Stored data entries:

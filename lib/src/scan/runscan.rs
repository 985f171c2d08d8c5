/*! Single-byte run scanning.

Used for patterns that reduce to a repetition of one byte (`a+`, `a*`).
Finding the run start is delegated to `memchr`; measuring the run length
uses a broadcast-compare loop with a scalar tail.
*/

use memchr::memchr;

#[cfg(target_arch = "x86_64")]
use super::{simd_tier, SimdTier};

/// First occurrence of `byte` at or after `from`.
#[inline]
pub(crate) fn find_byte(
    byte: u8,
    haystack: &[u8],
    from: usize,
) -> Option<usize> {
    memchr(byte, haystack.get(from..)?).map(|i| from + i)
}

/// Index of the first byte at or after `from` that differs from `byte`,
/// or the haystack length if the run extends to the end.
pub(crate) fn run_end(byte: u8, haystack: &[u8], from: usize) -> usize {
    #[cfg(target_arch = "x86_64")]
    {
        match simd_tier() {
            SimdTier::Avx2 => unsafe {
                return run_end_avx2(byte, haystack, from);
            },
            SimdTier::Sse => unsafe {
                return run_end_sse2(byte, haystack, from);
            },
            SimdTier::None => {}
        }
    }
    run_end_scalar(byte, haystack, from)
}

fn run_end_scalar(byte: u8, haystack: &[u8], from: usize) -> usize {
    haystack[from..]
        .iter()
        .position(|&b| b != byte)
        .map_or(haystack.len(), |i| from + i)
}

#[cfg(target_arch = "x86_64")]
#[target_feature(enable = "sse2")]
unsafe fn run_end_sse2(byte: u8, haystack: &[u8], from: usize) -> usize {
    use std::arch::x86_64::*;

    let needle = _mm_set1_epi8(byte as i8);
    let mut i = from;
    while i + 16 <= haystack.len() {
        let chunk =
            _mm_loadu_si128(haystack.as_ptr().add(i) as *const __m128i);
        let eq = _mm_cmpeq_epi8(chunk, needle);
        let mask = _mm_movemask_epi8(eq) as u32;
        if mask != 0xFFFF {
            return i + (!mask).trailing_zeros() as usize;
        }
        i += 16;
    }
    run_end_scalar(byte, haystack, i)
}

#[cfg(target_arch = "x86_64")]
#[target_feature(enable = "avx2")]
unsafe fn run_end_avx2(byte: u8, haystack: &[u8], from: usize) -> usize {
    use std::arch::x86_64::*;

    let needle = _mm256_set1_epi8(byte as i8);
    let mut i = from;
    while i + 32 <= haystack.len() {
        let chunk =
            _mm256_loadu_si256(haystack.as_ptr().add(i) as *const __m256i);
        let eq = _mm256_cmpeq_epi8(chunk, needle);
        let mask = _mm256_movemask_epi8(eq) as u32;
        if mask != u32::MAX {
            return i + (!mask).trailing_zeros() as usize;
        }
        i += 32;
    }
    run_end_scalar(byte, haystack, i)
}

--

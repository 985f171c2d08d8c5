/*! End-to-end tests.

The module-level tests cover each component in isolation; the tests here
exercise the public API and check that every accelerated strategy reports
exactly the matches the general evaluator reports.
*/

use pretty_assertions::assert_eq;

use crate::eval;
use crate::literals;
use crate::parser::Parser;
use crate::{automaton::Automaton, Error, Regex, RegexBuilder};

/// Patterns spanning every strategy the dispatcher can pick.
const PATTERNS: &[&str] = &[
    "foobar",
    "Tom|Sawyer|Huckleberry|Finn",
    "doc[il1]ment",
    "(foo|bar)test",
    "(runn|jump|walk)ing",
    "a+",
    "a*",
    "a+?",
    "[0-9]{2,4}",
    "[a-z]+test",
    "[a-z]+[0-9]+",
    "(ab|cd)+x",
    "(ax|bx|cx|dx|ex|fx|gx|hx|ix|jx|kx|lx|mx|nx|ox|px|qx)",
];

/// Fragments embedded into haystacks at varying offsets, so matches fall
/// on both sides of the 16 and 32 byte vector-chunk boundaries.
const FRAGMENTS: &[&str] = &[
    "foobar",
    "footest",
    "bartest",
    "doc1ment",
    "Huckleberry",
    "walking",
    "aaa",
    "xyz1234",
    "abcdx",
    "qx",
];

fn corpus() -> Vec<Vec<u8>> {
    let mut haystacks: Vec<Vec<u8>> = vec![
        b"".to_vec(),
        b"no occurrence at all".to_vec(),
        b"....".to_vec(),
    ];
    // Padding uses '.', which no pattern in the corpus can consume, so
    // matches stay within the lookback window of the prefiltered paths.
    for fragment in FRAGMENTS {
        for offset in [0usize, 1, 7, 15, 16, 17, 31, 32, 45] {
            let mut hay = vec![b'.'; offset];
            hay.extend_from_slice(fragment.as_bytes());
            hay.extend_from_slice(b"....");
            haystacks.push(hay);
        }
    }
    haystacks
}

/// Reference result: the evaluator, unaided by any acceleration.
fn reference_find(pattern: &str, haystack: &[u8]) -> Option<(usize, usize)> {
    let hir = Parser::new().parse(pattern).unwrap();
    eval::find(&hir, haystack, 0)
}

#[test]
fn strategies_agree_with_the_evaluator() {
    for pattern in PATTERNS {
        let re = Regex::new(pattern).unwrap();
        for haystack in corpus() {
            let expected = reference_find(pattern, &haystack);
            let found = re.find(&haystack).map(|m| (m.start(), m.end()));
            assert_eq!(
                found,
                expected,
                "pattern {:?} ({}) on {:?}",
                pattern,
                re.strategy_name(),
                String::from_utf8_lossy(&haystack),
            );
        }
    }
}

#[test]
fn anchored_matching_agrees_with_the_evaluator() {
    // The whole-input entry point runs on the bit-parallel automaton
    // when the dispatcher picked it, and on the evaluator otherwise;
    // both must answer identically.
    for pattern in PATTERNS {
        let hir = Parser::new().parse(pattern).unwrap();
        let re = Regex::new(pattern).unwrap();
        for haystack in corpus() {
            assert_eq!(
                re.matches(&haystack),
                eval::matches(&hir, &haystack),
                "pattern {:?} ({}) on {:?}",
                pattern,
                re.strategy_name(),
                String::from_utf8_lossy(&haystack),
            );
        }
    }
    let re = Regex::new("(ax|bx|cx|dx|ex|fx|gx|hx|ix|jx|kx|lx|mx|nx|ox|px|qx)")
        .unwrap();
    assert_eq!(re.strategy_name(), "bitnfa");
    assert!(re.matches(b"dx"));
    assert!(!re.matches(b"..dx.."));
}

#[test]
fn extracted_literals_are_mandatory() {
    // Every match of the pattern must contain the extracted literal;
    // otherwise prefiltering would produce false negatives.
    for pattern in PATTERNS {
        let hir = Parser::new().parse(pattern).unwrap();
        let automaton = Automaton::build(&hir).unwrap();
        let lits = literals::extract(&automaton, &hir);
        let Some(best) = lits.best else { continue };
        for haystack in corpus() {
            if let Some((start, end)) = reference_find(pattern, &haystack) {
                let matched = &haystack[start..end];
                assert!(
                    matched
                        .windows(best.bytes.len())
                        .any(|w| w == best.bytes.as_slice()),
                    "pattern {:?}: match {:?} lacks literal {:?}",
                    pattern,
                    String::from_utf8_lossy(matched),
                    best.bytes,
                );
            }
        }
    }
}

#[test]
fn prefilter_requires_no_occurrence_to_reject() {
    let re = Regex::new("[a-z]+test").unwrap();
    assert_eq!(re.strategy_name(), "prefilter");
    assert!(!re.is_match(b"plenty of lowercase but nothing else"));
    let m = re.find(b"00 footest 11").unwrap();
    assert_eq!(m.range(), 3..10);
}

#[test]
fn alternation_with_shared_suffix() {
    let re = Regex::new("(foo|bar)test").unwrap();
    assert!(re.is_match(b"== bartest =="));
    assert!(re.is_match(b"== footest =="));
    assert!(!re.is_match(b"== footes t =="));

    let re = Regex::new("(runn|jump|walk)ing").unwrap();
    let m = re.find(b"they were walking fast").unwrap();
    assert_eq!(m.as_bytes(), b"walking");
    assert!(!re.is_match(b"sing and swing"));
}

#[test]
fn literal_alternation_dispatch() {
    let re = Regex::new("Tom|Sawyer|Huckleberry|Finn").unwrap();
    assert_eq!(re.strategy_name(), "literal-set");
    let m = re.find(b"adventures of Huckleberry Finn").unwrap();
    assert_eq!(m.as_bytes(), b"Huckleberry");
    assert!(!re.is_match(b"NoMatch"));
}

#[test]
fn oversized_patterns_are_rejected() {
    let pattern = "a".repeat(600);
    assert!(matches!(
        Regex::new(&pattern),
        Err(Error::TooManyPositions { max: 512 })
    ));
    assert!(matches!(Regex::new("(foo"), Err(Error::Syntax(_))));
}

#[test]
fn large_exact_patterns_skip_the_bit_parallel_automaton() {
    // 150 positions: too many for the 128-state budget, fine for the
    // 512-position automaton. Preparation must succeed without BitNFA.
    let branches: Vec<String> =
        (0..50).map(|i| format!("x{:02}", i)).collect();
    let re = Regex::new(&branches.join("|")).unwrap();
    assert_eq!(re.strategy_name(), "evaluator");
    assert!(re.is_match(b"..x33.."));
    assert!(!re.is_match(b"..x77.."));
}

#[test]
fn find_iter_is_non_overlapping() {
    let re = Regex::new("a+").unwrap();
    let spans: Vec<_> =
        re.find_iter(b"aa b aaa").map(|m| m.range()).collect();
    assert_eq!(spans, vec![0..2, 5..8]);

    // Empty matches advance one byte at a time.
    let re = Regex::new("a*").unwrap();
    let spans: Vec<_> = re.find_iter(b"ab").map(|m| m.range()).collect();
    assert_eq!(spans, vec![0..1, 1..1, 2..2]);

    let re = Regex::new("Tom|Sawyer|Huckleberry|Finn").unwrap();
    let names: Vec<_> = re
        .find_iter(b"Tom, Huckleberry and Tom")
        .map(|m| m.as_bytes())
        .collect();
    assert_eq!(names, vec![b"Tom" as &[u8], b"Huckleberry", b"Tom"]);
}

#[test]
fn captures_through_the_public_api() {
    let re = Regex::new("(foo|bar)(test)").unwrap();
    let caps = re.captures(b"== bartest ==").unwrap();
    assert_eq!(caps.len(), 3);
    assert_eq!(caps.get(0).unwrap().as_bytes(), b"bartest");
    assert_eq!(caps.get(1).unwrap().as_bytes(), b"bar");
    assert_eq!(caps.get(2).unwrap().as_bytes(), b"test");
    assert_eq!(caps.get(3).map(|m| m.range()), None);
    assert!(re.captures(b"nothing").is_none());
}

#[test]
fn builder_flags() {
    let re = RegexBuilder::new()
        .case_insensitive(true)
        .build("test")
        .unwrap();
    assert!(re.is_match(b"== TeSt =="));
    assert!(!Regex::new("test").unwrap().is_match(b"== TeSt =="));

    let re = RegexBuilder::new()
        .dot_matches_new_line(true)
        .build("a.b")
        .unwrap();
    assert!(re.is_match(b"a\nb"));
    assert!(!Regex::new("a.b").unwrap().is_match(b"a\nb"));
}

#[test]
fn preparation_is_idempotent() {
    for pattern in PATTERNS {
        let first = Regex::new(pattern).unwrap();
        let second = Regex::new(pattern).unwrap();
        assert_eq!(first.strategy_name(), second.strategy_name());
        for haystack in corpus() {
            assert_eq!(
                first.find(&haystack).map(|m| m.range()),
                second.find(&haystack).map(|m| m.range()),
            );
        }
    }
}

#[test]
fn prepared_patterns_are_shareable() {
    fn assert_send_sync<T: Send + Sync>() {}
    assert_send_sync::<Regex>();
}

* * *

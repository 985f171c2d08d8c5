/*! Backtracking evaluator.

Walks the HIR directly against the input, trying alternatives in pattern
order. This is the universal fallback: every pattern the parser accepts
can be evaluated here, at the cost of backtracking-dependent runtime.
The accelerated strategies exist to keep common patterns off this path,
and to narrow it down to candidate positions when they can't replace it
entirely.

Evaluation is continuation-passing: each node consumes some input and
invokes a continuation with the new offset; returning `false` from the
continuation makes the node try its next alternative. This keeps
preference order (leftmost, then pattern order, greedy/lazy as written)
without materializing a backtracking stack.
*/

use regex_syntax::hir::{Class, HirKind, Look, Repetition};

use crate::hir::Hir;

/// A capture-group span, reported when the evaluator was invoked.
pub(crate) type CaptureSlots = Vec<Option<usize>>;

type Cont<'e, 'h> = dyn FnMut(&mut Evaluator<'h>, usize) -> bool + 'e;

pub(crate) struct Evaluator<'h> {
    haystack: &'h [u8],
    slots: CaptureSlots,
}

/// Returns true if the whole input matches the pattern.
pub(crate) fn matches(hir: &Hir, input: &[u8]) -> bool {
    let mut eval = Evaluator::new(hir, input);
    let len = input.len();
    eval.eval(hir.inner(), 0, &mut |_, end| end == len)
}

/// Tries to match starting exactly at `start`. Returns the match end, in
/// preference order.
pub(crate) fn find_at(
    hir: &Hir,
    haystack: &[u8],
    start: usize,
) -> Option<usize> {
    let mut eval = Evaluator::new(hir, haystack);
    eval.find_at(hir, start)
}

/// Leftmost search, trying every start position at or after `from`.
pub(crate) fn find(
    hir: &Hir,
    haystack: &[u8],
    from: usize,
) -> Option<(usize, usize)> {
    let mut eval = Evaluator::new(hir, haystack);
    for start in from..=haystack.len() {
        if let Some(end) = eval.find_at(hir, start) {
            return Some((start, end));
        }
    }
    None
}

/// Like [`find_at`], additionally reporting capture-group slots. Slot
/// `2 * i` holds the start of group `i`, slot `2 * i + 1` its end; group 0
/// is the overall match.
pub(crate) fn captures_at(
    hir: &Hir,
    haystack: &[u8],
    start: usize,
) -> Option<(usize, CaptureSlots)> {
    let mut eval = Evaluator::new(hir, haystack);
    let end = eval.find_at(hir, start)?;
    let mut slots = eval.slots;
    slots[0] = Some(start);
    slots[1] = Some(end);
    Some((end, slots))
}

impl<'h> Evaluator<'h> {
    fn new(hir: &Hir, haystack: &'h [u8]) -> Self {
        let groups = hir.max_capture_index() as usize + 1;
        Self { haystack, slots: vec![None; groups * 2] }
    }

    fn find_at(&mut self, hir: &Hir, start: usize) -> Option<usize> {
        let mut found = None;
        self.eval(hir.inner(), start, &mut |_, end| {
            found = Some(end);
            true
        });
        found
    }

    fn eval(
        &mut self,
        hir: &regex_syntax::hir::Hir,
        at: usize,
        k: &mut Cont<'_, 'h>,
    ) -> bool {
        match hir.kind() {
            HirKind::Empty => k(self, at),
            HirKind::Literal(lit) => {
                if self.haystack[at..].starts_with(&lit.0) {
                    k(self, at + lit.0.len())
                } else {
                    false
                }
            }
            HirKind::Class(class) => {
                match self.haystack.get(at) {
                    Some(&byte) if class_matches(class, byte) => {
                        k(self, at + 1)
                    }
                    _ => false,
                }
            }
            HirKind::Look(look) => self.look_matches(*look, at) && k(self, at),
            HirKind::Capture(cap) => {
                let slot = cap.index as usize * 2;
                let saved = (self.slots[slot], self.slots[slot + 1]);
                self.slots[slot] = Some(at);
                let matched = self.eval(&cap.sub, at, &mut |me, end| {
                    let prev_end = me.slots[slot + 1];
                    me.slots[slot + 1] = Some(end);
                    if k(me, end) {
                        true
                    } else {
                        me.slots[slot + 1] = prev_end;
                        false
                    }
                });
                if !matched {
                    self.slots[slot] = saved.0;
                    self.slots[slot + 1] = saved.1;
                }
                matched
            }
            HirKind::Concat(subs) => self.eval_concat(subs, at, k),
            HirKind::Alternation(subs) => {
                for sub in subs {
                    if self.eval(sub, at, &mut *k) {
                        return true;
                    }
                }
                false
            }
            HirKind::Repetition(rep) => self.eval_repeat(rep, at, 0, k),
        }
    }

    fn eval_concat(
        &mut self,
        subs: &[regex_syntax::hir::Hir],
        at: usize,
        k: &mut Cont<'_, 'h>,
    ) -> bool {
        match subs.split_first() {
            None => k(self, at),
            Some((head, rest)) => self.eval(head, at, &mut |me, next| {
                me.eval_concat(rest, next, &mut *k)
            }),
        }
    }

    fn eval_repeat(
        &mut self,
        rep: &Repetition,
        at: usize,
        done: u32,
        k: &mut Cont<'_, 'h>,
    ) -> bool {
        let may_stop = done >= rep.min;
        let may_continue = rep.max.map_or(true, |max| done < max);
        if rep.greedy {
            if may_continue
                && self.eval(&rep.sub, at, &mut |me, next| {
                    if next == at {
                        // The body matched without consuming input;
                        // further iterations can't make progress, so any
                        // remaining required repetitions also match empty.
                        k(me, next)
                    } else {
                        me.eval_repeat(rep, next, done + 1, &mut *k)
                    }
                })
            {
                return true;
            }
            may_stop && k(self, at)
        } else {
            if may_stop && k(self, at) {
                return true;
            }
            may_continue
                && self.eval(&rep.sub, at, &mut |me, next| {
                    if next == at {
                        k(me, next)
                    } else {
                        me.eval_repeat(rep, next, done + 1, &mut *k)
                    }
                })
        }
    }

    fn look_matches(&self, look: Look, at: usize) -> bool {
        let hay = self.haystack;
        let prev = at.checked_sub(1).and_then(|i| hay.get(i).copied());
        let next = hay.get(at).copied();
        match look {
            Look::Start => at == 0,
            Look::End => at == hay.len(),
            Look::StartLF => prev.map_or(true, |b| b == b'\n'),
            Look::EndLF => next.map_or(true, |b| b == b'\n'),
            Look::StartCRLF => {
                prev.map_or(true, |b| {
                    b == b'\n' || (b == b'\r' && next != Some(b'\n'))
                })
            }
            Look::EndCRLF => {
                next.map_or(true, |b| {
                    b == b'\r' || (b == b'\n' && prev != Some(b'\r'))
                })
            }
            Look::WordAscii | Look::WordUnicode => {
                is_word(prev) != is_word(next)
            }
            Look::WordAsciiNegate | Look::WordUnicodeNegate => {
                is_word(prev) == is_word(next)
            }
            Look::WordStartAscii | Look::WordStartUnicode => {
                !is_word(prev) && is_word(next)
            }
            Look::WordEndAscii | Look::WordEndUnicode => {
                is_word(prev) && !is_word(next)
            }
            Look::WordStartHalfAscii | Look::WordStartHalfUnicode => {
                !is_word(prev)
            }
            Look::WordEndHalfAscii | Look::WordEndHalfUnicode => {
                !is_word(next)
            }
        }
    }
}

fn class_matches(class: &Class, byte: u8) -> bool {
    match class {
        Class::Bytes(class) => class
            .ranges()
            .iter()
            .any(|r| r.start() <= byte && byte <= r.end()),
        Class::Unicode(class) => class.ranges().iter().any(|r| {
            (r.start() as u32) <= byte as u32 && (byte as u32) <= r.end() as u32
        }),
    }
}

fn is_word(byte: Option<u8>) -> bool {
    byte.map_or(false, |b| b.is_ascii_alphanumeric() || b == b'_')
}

**Exercise instructions:**
Search the records above for "while". Copy each line where it is found.

**Written answer:**
    while i + 16 <= haystack.len() {
    while i + 32 <= haystack.len() {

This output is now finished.